## What to do
Return every line from the listing where the word "value" occurs.

## Task material
--*--
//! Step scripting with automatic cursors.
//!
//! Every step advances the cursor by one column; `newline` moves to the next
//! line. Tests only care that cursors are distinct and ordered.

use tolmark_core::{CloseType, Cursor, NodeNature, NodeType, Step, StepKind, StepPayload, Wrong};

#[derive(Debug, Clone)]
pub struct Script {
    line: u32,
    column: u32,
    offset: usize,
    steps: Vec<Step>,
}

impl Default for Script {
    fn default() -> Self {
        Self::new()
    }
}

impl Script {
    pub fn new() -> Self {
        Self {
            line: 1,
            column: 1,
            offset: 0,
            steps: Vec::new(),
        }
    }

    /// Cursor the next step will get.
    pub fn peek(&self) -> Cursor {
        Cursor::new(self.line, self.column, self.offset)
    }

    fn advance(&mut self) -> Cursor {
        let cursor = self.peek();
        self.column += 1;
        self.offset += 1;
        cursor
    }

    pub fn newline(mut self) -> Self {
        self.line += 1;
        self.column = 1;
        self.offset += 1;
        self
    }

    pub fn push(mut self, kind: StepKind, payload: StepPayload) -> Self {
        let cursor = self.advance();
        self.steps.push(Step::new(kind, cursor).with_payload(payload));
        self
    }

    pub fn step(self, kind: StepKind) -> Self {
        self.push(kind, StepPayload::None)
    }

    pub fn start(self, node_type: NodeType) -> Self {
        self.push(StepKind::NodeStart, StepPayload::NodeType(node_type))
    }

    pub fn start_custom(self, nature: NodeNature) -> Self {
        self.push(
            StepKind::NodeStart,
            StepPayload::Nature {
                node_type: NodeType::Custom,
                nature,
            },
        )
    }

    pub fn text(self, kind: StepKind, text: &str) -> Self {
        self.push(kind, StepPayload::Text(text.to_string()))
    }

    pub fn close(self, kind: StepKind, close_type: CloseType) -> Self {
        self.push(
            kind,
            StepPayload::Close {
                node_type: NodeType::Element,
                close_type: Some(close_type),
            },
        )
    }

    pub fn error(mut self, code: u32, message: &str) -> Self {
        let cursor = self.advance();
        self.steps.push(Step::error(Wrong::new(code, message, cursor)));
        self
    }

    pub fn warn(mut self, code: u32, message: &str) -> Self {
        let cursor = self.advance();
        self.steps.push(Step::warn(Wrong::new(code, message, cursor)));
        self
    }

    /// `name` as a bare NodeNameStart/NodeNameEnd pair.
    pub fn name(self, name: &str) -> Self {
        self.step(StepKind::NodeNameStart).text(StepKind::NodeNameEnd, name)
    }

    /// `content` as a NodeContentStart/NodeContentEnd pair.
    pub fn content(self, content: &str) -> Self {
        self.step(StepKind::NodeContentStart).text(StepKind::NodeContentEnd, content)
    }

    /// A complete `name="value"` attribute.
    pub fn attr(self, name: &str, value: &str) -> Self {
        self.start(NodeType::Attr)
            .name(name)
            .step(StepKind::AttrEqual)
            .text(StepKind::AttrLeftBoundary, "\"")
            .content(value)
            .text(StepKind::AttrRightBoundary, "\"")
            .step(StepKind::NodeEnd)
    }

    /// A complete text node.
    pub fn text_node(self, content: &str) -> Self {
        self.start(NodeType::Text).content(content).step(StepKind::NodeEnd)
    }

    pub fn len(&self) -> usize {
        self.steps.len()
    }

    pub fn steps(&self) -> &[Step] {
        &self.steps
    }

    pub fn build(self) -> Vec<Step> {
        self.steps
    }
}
--*--
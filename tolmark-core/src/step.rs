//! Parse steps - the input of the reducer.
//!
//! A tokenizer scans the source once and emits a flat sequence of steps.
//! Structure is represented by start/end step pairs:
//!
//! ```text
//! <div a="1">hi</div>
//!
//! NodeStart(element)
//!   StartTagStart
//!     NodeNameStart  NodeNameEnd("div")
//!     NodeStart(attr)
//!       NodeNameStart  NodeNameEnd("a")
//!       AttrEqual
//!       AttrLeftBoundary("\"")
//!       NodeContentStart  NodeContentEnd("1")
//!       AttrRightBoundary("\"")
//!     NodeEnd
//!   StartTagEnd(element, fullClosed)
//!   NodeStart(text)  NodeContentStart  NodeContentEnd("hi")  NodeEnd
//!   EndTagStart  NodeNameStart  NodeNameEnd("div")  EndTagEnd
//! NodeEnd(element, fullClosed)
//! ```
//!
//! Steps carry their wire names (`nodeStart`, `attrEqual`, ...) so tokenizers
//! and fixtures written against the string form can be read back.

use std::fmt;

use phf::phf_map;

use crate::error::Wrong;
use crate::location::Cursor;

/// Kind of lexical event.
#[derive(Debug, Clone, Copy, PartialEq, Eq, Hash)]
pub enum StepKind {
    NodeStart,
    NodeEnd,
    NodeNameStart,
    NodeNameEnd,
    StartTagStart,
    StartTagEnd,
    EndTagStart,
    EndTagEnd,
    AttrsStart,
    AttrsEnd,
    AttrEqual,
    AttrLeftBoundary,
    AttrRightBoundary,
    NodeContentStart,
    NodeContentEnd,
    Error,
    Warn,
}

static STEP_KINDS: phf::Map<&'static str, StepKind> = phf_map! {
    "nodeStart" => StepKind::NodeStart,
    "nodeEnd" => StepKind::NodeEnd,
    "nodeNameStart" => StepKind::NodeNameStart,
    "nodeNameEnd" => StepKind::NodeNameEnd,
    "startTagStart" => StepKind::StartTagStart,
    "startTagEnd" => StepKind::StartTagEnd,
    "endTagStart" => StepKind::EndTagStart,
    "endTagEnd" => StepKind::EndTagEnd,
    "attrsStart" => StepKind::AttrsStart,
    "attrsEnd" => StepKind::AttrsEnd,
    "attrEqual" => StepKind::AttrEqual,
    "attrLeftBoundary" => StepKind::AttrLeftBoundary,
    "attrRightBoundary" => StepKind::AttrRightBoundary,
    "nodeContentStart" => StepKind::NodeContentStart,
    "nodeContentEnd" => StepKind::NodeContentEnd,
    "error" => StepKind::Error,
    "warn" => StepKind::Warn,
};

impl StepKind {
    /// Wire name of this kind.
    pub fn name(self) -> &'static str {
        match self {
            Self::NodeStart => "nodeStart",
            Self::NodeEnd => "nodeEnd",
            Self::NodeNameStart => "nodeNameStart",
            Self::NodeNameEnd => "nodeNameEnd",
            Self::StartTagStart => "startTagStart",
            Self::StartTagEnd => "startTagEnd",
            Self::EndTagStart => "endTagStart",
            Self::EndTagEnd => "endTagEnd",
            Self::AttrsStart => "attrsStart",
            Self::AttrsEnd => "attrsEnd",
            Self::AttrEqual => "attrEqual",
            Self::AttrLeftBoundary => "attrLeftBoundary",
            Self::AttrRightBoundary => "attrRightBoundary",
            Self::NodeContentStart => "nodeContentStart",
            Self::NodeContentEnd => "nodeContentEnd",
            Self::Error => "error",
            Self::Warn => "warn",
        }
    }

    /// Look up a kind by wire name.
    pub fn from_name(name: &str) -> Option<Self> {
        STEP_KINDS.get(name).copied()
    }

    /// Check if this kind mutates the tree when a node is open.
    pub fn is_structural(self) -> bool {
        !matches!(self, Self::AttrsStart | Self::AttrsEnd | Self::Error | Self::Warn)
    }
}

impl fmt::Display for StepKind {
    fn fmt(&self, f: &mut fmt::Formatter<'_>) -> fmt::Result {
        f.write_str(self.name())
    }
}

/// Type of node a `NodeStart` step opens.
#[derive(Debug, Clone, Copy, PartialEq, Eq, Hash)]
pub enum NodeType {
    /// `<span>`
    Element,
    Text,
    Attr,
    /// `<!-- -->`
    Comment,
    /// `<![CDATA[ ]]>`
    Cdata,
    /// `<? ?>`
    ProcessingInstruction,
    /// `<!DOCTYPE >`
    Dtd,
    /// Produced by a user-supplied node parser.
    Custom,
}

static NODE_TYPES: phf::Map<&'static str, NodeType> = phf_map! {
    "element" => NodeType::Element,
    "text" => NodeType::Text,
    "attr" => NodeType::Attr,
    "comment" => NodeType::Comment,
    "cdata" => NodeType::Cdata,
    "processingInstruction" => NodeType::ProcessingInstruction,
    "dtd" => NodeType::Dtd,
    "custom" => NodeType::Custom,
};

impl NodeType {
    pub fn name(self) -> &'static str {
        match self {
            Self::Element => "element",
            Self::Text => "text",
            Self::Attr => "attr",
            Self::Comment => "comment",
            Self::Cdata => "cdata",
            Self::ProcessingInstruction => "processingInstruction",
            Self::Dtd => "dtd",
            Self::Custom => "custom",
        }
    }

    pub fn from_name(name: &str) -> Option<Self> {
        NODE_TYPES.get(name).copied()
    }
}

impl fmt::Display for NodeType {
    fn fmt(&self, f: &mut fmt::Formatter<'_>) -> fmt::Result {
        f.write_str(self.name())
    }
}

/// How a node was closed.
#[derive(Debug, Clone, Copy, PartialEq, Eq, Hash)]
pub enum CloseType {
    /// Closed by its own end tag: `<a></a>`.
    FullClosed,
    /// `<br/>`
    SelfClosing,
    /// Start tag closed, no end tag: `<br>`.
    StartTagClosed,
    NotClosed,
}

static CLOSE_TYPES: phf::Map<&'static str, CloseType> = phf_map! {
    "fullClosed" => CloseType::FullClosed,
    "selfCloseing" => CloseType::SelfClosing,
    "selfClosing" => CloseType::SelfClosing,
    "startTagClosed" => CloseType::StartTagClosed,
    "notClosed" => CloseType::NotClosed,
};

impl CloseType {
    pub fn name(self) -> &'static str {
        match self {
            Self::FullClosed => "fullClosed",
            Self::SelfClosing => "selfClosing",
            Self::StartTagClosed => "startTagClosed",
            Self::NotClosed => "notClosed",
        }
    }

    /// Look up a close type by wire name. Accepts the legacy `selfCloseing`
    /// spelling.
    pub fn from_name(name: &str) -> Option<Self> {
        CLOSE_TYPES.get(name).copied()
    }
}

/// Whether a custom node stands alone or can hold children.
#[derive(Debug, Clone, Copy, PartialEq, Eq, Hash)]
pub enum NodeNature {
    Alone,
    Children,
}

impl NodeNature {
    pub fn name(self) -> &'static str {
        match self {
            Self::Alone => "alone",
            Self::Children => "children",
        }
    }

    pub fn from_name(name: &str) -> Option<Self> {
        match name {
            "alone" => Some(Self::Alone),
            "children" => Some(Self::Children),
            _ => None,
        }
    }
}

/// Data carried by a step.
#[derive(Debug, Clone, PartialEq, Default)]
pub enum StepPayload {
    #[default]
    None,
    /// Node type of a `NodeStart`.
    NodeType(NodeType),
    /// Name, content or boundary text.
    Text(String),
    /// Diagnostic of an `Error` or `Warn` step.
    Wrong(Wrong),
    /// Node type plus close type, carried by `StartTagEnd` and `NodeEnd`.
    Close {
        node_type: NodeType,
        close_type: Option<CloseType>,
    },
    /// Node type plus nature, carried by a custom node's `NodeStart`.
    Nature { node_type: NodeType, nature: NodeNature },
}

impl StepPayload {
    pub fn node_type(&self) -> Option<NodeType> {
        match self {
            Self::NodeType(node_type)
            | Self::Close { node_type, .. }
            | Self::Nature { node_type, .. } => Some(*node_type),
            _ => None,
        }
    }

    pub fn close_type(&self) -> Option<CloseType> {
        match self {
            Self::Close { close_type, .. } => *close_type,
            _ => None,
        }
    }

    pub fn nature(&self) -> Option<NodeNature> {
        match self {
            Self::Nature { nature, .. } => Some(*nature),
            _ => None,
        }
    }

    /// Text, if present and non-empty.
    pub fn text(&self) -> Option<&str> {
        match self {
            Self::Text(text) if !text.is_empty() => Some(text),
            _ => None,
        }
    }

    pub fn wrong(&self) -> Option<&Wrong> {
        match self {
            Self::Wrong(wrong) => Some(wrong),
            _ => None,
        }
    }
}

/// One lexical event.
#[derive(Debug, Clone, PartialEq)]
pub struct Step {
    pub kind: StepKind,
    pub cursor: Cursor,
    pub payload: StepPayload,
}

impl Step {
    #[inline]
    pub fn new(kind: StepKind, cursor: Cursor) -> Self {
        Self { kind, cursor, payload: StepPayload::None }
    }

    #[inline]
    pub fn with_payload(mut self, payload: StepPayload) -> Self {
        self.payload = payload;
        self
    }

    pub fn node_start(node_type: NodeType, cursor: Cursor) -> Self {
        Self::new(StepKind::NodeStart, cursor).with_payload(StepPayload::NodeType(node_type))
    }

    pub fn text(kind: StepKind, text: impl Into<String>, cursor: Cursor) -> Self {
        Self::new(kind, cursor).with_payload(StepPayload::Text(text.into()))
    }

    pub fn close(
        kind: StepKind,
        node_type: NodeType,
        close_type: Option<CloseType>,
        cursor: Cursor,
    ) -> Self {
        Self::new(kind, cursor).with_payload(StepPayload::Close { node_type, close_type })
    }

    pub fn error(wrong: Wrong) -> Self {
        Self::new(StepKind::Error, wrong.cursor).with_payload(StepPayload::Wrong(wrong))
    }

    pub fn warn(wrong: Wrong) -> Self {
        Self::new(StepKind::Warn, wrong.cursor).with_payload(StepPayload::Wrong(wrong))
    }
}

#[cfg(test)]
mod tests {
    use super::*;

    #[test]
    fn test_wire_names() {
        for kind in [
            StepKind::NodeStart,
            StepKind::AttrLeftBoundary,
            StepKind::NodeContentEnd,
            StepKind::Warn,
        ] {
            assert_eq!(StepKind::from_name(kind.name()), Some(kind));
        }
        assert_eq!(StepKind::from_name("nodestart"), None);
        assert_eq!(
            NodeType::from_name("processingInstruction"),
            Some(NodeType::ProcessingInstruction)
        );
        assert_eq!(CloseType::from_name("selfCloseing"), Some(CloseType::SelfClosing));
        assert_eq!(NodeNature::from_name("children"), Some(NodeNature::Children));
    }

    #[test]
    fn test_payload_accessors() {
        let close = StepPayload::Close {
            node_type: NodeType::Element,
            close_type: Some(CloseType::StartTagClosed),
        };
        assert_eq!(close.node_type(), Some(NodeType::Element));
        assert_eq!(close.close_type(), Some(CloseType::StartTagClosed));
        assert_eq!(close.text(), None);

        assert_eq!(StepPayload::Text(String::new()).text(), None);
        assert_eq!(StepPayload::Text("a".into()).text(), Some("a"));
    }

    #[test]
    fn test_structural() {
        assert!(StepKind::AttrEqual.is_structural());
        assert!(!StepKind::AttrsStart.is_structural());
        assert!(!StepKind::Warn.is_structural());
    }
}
--*--
## Answer area
    /// A complete `name="value"` attribute.
    pub fn attr(self, name: &str, value: &str) -> Self {
            .content(value)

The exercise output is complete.